Task data Block Start

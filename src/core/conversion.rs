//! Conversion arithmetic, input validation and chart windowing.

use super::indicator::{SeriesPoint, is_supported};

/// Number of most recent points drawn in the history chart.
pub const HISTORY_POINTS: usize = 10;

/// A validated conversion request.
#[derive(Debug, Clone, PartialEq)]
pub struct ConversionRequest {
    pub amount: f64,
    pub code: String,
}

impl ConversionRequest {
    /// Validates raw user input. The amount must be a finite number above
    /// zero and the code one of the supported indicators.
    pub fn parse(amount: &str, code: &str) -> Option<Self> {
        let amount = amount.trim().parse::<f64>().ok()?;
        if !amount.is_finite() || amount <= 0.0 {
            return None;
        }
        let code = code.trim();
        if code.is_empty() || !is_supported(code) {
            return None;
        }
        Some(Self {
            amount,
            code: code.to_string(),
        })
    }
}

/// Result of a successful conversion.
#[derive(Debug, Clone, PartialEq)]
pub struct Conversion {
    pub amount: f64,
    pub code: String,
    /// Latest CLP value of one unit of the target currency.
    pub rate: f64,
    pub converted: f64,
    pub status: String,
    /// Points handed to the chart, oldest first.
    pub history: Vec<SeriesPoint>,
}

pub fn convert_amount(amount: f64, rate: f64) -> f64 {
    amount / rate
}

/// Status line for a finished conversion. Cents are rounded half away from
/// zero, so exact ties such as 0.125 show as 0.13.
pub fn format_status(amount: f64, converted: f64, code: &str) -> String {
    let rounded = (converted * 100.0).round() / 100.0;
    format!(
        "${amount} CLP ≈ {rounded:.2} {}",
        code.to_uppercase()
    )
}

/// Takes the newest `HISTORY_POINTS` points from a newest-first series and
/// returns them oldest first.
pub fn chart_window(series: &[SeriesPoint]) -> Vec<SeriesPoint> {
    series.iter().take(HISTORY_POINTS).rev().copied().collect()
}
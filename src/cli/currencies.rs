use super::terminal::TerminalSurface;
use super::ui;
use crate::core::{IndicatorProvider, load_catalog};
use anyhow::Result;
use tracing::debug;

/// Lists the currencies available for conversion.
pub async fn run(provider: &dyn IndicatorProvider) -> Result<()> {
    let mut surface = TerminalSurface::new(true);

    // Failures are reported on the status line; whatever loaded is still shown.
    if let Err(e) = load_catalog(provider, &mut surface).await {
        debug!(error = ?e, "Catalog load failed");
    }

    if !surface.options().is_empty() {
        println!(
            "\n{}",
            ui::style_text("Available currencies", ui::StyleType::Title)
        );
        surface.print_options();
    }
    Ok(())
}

Task data Block End

* _Work instructions_: Your answer should be exactly the lines of the data above, from the first through the line containing "let amount = amount.trim().parse::<f64>().ok()?;".

* _Output for this task_:
filename src/core/conversion.rs
//! Conversion arithmetic, input validation and chart windowing.

use super::indicator::{SeriesPoint, is_supported};

/// Number of most recent points drawn in the history chart.
pub const HISTORY_POINTS: usize = 10;

/// A validated conversion request.
#[derive(Debug, Clone, PartialEq)]
pub struct ConversionRequest {
    pub amount: f64,
    pub code: String,
}

impl ConversionRequest {
    /// Validates raw user input. The amount must be a finite number above
    /// zero and the code one of the supported indicators.
    pub fn parse(amount: &str, code: &str) -> Option<Self> {
        let amount = amount.trim().parse::<f64>().ok()?;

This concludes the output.